»»

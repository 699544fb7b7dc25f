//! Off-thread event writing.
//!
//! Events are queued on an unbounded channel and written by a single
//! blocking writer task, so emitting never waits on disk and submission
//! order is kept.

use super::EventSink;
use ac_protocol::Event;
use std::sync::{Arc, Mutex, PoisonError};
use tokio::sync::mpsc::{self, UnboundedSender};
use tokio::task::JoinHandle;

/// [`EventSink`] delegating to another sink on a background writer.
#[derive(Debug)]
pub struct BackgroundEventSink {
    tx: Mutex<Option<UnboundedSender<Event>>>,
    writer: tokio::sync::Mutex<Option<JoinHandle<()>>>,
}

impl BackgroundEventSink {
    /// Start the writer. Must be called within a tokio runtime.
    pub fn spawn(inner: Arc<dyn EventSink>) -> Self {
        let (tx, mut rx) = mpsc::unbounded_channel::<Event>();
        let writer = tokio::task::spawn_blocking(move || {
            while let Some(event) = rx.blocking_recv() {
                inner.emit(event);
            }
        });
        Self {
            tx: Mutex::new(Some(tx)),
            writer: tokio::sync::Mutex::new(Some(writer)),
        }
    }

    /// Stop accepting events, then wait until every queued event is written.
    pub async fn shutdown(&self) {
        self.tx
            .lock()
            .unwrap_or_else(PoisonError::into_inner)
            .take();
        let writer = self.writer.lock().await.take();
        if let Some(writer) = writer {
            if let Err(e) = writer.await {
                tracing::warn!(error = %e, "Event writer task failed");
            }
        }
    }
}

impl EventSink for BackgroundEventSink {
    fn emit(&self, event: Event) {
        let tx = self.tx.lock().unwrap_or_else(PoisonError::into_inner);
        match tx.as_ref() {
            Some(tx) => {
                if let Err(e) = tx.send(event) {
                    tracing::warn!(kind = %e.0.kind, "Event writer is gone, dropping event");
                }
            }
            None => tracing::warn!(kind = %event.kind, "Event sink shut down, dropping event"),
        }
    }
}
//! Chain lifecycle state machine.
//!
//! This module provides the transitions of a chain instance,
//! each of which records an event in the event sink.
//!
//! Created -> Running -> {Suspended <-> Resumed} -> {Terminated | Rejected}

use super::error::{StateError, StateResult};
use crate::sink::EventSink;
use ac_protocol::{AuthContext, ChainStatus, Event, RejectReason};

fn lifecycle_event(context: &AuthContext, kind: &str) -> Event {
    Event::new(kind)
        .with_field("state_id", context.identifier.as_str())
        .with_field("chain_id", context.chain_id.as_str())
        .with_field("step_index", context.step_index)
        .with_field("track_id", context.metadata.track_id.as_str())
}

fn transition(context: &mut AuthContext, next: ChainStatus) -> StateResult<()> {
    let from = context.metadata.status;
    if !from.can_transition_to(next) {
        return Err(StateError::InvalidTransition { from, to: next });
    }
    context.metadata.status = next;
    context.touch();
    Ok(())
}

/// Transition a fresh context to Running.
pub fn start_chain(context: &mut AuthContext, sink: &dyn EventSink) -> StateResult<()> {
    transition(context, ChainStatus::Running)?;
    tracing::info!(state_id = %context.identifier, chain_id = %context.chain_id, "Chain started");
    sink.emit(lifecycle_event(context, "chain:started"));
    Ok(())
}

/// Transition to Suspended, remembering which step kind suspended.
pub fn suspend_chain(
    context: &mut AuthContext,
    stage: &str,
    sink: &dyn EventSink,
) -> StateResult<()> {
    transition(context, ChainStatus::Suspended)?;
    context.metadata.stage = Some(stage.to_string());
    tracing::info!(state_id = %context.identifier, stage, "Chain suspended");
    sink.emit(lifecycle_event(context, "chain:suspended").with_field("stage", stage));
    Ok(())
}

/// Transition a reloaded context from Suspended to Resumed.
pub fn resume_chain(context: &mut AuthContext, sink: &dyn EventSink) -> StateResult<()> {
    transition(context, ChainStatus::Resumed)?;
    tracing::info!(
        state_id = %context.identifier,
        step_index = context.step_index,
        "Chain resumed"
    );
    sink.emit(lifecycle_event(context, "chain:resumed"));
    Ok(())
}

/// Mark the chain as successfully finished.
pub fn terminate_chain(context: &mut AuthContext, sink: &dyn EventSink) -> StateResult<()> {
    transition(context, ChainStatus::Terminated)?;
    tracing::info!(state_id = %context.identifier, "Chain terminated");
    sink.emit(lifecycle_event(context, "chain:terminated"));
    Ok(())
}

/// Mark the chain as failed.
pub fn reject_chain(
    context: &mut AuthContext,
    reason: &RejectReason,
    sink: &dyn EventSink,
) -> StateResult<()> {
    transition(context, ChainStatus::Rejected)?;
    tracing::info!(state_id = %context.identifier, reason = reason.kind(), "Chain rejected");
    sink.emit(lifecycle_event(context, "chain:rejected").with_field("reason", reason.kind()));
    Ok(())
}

««
»»

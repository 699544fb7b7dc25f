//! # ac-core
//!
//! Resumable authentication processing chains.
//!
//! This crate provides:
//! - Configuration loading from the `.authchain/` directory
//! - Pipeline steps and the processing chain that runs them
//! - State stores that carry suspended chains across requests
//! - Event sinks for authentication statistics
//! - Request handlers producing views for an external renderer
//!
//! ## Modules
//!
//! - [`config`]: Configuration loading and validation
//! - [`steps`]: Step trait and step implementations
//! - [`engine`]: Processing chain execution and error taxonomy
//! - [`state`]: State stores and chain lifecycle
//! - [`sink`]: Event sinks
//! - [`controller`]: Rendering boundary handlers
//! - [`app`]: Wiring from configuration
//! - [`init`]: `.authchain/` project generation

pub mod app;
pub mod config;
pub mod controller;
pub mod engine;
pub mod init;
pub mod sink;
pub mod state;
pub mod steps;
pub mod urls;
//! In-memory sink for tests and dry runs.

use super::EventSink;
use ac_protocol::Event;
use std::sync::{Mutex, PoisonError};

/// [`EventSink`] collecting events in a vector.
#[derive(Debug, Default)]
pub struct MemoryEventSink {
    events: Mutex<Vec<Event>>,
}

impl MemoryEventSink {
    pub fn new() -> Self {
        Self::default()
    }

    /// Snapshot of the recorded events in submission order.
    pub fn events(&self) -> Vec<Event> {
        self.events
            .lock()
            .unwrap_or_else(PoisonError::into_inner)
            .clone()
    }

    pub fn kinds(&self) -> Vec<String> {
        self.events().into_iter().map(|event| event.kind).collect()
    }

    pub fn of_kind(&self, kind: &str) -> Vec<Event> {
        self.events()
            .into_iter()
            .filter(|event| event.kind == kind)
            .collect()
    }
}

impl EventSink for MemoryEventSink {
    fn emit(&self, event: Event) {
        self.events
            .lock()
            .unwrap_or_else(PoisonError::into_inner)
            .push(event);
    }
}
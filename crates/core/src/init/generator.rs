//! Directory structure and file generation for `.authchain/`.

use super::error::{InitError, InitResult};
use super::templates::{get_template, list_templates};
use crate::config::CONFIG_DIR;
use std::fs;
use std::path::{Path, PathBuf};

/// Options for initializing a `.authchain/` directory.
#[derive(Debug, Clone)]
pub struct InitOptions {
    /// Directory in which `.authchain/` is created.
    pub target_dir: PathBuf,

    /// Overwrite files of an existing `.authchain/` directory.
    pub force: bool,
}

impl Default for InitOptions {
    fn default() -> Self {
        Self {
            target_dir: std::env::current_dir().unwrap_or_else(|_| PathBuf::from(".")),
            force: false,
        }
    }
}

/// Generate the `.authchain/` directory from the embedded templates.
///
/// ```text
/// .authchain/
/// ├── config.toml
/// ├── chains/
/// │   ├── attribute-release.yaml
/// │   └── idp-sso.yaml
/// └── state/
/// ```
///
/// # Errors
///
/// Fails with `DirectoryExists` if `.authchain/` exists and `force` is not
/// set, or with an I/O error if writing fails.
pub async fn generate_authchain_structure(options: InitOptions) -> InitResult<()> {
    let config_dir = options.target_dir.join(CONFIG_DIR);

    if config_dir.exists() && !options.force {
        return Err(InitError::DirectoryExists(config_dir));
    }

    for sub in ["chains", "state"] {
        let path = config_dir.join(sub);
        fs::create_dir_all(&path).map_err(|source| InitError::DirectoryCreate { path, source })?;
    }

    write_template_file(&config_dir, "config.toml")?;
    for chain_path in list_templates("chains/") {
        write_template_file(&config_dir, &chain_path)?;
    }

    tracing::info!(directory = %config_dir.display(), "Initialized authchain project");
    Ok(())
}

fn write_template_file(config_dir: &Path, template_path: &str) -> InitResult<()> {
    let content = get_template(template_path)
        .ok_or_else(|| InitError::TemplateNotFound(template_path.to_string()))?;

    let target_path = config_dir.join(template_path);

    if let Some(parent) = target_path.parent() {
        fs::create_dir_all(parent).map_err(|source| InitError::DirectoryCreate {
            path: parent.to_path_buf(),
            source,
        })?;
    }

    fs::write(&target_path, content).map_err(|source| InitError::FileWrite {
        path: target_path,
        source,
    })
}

««
»»

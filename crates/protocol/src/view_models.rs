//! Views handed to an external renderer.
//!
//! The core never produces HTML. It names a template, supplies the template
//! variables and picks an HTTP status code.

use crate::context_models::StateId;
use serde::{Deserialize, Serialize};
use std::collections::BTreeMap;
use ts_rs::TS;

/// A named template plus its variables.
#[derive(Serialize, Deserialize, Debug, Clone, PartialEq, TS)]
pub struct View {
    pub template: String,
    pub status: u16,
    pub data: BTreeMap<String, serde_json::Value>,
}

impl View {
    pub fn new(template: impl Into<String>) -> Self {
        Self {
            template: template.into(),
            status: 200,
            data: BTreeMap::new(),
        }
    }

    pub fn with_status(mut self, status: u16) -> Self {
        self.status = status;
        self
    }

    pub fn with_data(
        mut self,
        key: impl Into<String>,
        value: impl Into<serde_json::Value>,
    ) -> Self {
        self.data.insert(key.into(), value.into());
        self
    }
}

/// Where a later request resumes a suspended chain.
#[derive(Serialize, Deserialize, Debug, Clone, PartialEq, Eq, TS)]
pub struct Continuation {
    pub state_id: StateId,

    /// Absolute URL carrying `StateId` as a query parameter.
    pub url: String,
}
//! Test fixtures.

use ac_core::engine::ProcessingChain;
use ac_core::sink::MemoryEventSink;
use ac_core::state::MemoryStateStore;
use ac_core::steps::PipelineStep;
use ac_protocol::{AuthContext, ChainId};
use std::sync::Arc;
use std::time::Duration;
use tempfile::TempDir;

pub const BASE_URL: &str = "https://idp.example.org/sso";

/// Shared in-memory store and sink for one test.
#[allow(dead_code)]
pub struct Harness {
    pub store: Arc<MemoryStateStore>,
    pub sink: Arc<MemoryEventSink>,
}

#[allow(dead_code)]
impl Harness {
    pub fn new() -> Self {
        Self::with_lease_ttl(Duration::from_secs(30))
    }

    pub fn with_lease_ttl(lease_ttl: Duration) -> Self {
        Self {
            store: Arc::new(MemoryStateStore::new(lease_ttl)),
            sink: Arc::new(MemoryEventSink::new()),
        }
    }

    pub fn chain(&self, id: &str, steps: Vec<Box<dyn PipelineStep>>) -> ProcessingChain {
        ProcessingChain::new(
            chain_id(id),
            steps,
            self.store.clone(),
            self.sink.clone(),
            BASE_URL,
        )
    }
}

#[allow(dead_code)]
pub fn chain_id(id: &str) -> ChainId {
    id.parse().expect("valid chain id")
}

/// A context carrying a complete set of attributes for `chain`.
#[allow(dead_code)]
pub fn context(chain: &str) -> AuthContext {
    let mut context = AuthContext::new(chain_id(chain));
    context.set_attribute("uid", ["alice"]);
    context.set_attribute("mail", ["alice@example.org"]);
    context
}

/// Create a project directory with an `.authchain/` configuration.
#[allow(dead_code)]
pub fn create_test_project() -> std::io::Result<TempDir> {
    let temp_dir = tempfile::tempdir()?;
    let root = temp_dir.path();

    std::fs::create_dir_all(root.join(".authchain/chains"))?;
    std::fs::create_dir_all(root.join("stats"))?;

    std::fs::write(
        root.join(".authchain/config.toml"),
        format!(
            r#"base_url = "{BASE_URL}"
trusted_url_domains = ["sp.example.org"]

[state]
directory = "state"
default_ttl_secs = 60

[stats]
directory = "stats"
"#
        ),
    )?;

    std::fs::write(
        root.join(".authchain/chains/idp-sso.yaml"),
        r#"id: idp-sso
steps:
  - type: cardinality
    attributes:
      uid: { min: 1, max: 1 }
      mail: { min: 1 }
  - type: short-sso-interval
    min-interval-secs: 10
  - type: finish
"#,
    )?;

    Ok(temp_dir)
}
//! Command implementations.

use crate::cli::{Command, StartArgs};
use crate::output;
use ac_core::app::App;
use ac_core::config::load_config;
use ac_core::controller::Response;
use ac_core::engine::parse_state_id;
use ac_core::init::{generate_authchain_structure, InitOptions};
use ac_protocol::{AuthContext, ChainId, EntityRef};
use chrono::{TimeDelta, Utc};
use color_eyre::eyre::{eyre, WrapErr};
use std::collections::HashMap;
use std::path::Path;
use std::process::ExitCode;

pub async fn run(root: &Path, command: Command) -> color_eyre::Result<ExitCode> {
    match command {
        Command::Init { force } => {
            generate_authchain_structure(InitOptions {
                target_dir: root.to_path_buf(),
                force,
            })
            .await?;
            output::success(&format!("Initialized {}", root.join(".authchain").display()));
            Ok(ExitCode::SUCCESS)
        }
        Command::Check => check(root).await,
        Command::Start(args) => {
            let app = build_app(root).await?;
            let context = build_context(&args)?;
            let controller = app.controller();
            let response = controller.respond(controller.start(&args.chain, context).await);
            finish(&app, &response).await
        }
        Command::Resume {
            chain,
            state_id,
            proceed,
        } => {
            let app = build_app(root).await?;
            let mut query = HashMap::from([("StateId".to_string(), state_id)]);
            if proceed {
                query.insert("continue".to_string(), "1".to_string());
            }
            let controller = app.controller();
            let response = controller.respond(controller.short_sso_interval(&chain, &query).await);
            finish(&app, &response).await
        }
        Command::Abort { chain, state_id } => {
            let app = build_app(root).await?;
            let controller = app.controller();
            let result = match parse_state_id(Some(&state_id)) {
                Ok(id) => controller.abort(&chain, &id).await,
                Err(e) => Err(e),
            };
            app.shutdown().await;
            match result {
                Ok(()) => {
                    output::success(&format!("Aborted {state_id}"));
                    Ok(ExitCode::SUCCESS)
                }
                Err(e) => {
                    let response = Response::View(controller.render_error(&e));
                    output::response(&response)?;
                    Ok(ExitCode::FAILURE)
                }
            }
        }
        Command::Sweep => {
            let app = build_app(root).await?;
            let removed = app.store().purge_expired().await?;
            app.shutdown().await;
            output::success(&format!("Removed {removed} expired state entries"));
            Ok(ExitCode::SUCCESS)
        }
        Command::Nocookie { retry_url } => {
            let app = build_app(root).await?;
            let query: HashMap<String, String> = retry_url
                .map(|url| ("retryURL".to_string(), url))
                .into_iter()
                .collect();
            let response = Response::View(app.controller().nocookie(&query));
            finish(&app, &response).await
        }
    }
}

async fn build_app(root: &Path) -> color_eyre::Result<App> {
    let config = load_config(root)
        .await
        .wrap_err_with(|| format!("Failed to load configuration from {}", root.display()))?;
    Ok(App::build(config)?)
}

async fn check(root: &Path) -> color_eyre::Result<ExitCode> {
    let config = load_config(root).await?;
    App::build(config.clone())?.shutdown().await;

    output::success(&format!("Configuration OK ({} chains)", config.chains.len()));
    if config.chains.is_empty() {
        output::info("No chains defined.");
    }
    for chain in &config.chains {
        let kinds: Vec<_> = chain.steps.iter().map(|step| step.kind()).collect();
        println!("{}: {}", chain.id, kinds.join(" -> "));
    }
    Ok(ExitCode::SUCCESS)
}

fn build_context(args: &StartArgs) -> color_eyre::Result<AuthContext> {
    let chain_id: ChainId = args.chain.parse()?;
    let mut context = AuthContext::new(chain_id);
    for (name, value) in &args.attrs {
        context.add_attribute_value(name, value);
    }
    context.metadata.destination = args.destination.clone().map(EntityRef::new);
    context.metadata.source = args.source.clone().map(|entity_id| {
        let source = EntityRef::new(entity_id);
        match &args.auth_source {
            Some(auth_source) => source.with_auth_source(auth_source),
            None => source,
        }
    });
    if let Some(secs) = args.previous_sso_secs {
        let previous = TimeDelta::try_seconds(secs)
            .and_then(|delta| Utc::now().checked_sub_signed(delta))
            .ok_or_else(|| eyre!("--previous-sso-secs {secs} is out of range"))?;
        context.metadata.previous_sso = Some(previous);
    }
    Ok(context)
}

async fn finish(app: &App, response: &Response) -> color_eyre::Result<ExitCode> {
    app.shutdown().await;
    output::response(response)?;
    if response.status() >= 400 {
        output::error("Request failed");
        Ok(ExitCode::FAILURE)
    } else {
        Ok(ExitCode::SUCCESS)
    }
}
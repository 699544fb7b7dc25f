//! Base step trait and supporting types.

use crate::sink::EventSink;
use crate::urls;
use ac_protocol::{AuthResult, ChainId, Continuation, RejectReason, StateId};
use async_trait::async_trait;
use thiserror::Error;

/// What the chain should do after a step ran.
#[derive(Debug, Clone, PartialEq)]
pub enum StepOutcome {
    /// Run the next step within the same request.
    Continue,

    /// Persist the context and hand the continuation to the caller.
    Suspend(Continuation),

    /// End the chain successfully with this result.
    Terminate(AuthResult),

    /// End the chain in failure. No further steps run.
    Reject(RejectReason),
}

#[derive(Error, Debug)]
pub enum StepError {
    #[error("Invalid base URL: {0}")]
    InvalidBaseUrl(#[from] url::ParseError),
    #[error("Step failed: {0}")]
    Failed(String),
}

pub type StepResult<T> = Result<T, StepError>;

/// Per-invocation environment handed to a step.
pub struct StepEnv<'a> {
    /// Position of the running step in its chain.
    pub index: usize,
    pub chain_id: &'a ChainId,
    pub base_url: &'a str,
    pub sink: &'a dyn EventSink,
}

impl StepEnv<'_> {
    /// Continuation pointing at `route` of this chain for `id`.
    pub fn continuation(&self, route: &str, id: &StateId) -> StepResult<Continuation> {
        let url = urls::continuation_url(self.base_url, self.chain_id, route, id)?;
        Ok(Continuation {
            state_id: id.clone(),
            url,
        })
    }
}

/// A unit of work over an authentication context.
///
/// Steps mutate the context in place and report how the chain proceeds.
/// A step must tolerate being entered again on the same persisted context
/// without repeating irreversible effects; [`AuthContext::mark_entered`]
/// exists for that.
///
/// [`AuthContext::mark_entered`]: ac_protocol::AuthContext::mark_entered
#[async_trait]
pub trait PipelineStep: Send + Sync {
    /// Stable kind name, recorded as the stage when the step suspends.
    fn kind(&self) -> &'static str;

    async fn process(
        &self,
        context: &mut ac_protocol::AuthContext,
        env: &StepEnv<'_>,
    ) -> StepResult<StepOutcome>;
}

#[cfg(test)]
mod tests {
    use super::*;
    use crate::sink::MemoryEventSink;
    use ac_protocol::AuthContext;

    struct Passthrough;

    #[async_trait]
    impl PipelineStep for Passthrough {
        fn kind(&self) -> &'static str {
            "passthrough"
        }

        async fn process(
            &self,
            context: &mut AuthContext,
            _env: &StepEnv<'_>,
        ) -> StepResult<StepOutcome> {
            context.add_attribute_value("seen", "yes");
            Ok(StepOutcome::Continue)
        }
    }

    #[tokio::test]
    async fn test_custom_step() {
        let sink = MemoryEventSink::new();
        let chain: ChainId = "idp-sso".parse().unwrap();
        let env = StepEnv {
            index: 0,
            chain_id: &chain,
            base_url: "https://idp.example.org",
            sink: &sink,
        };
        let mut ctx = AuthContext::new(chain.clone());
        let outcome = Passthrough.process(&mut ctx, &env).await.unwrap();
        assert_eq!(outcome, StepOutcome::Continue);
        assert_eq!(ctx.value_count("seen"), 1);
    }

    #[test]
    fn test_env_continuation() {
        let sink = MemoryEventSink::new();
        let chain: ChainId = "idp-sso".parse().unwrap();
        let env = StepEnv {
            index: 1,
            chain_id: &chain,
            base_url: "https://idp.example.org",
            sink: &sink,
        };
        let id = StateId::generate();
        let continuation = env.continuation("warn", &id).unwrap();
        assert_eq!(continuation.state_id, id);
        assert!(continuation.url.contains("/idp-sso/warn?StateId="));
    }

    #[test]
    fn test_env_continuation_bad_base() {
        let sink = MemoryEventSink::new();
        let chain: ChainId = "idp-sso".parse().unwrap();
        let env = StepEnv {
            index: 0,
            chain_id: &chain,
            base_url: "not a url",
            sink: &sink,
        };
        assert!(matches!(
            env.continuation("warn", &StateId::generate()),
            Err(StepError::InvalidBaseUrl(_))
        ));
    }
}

««

PROBLEM REQUIREMENTS. Going line by line through the entries above, count each line that has the word "Some", then state the count alone.

SOLUTION FOR THIS PROBLEM. 11